We use Kubernetes ingress. It works. It could be better, but it's not "garbage". I really recommend against putting everything in such categorical terms. Everything in your comment is "junk" and "garbage", and the people who designed it (Google!) are morons who don't understand networking, somehow. That kind of arrogance on HN just makes you look foolish.
/24 per node is one option, but not the only option. But that gives you max 254 pods per node.
The simplest option is to just use routing [1]. You don't have to use an SDN. Not sure if DHCP is one of the officially supported options.
I know there are people out there who use MACvlan/IPvlan. Some people discourage these types of virtualized networks because the packet manipulation can be inefficient (unless the NIC explicitly supports it; I believe some support VXLAN?) and can hamper the kernel's scheduling.
With respect coordinating loads of route tables, when its a flat network is nothing short of ludicrous.
Firstly _statically_ assigning an address range to each node is utter madness, firstly it limits the containers you can have. Secondly its terribly inflexible, its perfectly possible to have a beefy server have more than 254 containers running.
Thirdly it ties up a huge address ranges with _no_ flexibility. If you have nodes assigned to certain duties (like DB pods) then it can only realistically have a few containers. So the rest of the address range is wasted.
What is so frustrating is that all of this is automatically taken care of using DHCP and macvlan.
In the example thats linked, why isn't there a second adaptor on a different VLAN? Thats a far more simple and visible way of linking things together. I just don't see why you'd want to willingly fiddle with routing table when on a normal flat network its done for you, automatically.
This is a config value; if you want more containers per node, use a /23 or a /22 instead. It's entirely up to the operator, there's nothing magical about the default choice of /24 (except for it being easier to perform arithmetic on).
> Thirdly it ties up a huge address ranges with _no_ flexibility.
If you're using 10/8, then you have 16 bits' worth of /24 subnets, so 65k nodes by default.
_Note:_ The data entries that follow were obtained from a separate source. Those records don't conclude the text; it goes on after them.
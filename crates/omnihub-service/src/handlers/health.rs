//! Health check handler.

use axum::Json;
use serde::Serialize;

/// Health response.
#[derive(Debug, Serialize)]
pub struct HealthResponse {
    /// Always "ok" while the service is serving.
    pub status: &'static str,
    /// Service name.
    pub service: &'static str,
}

/// Health check endpoint.
pub async fn health() -> Json<HealthResponse> {
    Json(HealthResponse {
        status: "ok",
        service: "omnihub",
    })
}
//! OmniHub HTTP client implementation.

use reqwest::{Client, Response};
use std::time::Duration;

use crate::error::ClientError;
use crate::types::{
    ApiErrorResponse, LedgerPage, PhoneLookupResult, TokenGrant, UsagePage, UserView,
};

/// OmniHub API client.
///
/// Holds the session token obtained by [`OmniHubClient::login`]; calls that
/// need a session fail with [`ClientError::NotLoggedIn`] before it.
#[derive(Debug, Clone)]
pub struct OmniHubClient {
    client: Client,
    base_url: String,
    token: Option<String>,
}

impl OmniHubClient {
    /// Create a new client.
    ///
    /// # Arguments
    ///
    /// * `base_url` - Base URL of the OmniHub service
    ///   (e.g., `"http://omnihub:8080"`)
    #[must_use]
    pub fn new(base_url: impl Into<String>) -> Self {
        Self::with_options(base_url, &ClientOptions::default())
    }

    /// Create a new client with custom options.
    ///
    /// # Panics
    ///
    /// Panics if the HTTP client cannot be built (should not happen with
    /// default settings).
    #[must_use]
    pub fn with_options(base_url: impl Into<String>, options: &ClientOptions) -> Self {
        let client = Client::builder()
            .timeout(Duration::from_secs(options.timeout_seconds))
            .build()
            .expect("Failed to build HTTP client");

        Self {
            client,
            base_url: base_url.into().trim_end_matches('/').to_string(),
            token: None,
        }
    }

    /// Log in with email and password, storing the session token for
    /// subsequent calls.
    ///
    /// # Errors
    ///
    /// Returns an error if the request fails or the credentials are rejected.
    pub async fn login(&mut self, email: &str, password: &str) -> Result<UserView, ClientError> {
        let url = format!("{}/api/auth/login", self.base_url);
        let response = self
            .client
            .post(&url)
            .json(&serde_json::json!({ "email": email, "password": password }))
            .send()
            .await?;

        let grant: TokenGrant = Self::handle_response(response).await?;
        tracing::debug!(user_id = %grant.user.id, "logged in");
        self.token = Some(grant.access_token);
        Ok(grant.user)
    }

    /// Fetch the authenticated account, including the current balance.
    ///
    /// # Errors
    ///
    /// Returns an error if not logged in, the request fails, or the server
    /// returns an error.
    pub async fn me(&self) -> Result<UserView, ClientError> {
        let url = format!("{}/api/auth/me", self.base_url);
        let response = self.authed(self.client.get(&url))?.send().await?;
        Self::handle_response(response).await
    }

    /// Fetch a page of the account's usage history, newest first.
    ///
    /// # Errors
    ///
    /// Returns an error if not logged in, the request fails, or the server
    /// returns an error.
    pub async fn usage_history(
        &self,
        limit: usize,
        offset: usize,
    ) -> Result<UsagePage, ClientError> {
        let url = format!("{}/api/user/usage-history", self.base_url);
        let response = self
            .authed(self.client.get(&url))?
            .query(&[("limit", limit), ("offset", offset)])
            .send()
            .await?;
        Self::handle_response(response).await
    }

    /// Fetch a page of the account's ledger, newest first.
    ///
    /// # Errors
    ///
    /// Returns an error if not logged in, the request fails, or the server
    /// returns an error.
    pub async fn ledger(&self, limit: usize, offset: usize) -> Result<LedgerPage, ClientError> {
        let url = format!("{}/api/user/ledger", self.base_url);
        let response = self
            .authed(self.client.get(&url))?
            .query(&[("limit", limit), ("offset", offset)])
            .send()
            .await?;
        Self::handle_response(response).await
    }

    /// Run a charged phone lookup.
    ///
    /// # Errors
    ///
    /// Returns [`ClientError::InsufficientCredits`] when the balance doesn't
    /// cover the call, and the usual transport/API errors otherwise.
    pub async fn phone_lookup(&self, phone: &str) -> Result<PhoneLookupResult, ClientError> {
        let url = format!("{}/api/tools/phone-lookup", self.base_url);
        let response = self
            .authed(self.client.post(&url))?
            .json(&serde_json::json!({ "phone": phone }))
            .send()
            .await?;
        Self::handle_response(response).await
    }

    /// Attach the bearer token to a request.
    fn authed(
        &self,
        request: reqwest::RequestBuilder,
    ) -> Result<reqwest::RequestBuilder, ClientError> {
        let token = self.token.as_ref().ok_or(ClientError::NotLoggedIn)?;
        Ok(request.header("authorization", format!("Bearer {token}")))
    }

    /// Turn a response into a typed value or a typed error.
    async fn handle_response<T: serde::de::DeserializeOwned>(
        response: Response,
    ) -> Result<T, ClientError> {
        let status = response.status();
        if status.is_success() {
            return Ok(response.json().await?);
        }

        match response.json::<ApiErrorResponse>().await {
            Ok(envelope) => {
                let body = envelope.error;
                match body.code.as_str() {
                    "unauthorized" => Err(ClientError::Unauthorized),
                    "suspended" => Err(ClientError::Suspended),
                    "insufficient_credits" => {
                        let field = |name: &str| {
                            body.details
                                .as_ref()
                                .and_then(|d| d.get(name))
                                .and_then(serde_json::Value::as_i64)
                                .unwrap_or(0)
                        };
                        Err(ClientError::InsufficientCredits {
                            balance: field("balance"),
                            required: field("required"),
                        })
                    }
                    _ => Err(ClientError::Api {
                        code: body.code,
                        message: body.message,
                        status: status.as_u16(),
                    }),
                }
            }
            Err(_) => Err(ClientError::Api {
                code: "unknown".to_string(),
                message: format!("HTTP {status}"),
                status: status.as_u16(),
            }),
        }
    }
}

/// Client options for customization.
#[derive(Debug, Clone)]
pub struct ClientOptions {
    /// Request timeout in seconds (default: 30).
    pub timeout_seconds: u64,
}

impl Default for ClientOptions {
    fn default() -> Self {
        Self {
            timeout_seconds: 30,
        }
    }
}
It's true that there are some companies in the world that have to worry about this limit, but for almost everybody I don't think this is a real problem.
Indeed, but its something extra that _you_ have think about after you've setup your VPC (if youre on AWS) not only does it mean you can deploy/configure un routable IPs by accident, its using a mechanism that _slows down_ your VPC, and adds a minefield of confinguration errors. its just madness.
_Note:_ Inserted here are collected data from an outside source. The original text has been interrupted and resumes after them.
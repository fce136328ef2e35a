//! Registration, login, and session integration tests.

mod common;

use common::TestHarness;
use serde_json::json;

#[tokio::test]
async fn register_then_me() {
    let harness = TestHarness::new();

    let (token, user_id) = harness.register("new@example.com", "password123").await;

    let response = harness
        .server
        .get("/api/auth/me")
        .add_header("authorization", TestHarness::bearer(&token))
        .await;

    response.assert_status_ok();
    let body: serde_json::Value = response.json();
    assert_eq!(body["id"], user_id.to_string());
    assert_eq!(body["email"], "new@example.com");
    assert_eq!(body["role"], "user");
    assert_eq!(body["credits"], 0);
    assert_eq!(body["is_active"], true);
    // The password digest never leaves the store.
    assert!(body.get("password_digest").is_none());
}

#[tokio::test]
async fn duplicate_email_is_rejected() {
    let harness = TestHarness::new();
    harness.register("dupe@example.com", "password123").await;

    let response = harness
        .server
        .post("/api/auth/register")
        .json(&json!({
            "email": "Dupe@Example.com",
            "name": "Other",
            "password": "password456",
        }))
        .await;

    response.assert_status(axum::http::StatusCode::CONFLICT);
}

#[tokio::test]
async fn register_validates_input() {
    let harness = TestHarness::new();

    let response = harness
        .server
        .post("/api/auth/register")
        .json(&json!({ "email": "not-an-email", "name": "X", "password": "password123" }))
        .await;
    response.assert_status_bad_request();

    let response = harness
        .server
        .post("/api/auth/register")
        .json(&json!({ "email": "ok@example.com", "name": "X", "password": "short" }))
        .await;
    response.assert_status_bad_request();
}

#[tokio::test]
async fn login_roundtrip() {
    let harness = TestHarness::new();
    harness.register("login@example.com", "password123").await;

    let token = harness.login("login@example.com", "password123").await;

    harness
        .server
        .get("/api/auth/me")
        .add_header("authorization", TestHarness::bearer(&token))
        .await
        .assert_status_ok();
}

#[tokio::test]
async fn login_wrong_password_fails() {
    let harness = TestHarness::new();
    harness.register("user@example.com", "password123").await;

    let response = harness
        .server
        .post("/api/auth/login")
        .json(&json!({ "email": "user@example.com", "password": "wrong-password" }))
        .await;

    response.assert_status_unauthorized();
}

#[tokio::test]
async fn login_unknown_email_fails() {
    let harness = TestHarness::new();

    let response = harness
        .server
        .post("/api/auth/login")
        .json(&json!({ "email": "ghost@example.com", "password": "password123" }))
        .await;

    response.assert_status_unauthorized();
}

#[tokio::test]
async fn suspended_account_cannot_login() {
    let harness = TestHarness::new();
    let (_, user_id) = harness.register("frozen@example.com", "password123").await;

    use omnihub_store::Store;
    harness.store.set_active(&user_id, false).unwrap();

    let response = harness
        .server
        .post("/api/auth/login")
        .json(&json!({ "email": "frozen@example.com", "password": "password123" }))
        .await;

    response.assert_status_forbidden();
    let body: serde_json::Value = response.json();
    assert_eq!(body["error"]["code"], "suspended");
}

#[tokio::test]
async fn me_requires_token() {
    let harness = TestHarness::new();

    harness
        .server
        .get("/api/auth/me")
        .await
        .assert_status_unauthorized();

    harness
        .server
        .get("/api/auth/me")
        .add_header("authorization", "Bearer not-a-real-token")
        .await
        .assert_status_unauthorized();
}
It's just a LAN, why would you ever statically assign IPs? especally at scale, especially if you have a dynamic ever changing workload. Deploy a pod, two network interfaces, macvlan & AWS does the rest. Put a cloudwatch alert for DHCP exhaustion, or put a resource limit in for each AZ.
Put it this way: Why do you want to have to think about subnets _after_ you've created your VPC? (unless you've reached a limit...)
>The ARP table might be bigger, but thats a different issue.
But this is the problem that most designs are trying to solve. Large L2s are notoriously fragile. 1,000 nodes, 50-100 pods/node is a lot of ARPs. And sometimes you want partitions between endpoints for security/isolation.
I agree with you about static assignment of addresses. But that's why (most) CNIs work with a controller of some kind for IPAM.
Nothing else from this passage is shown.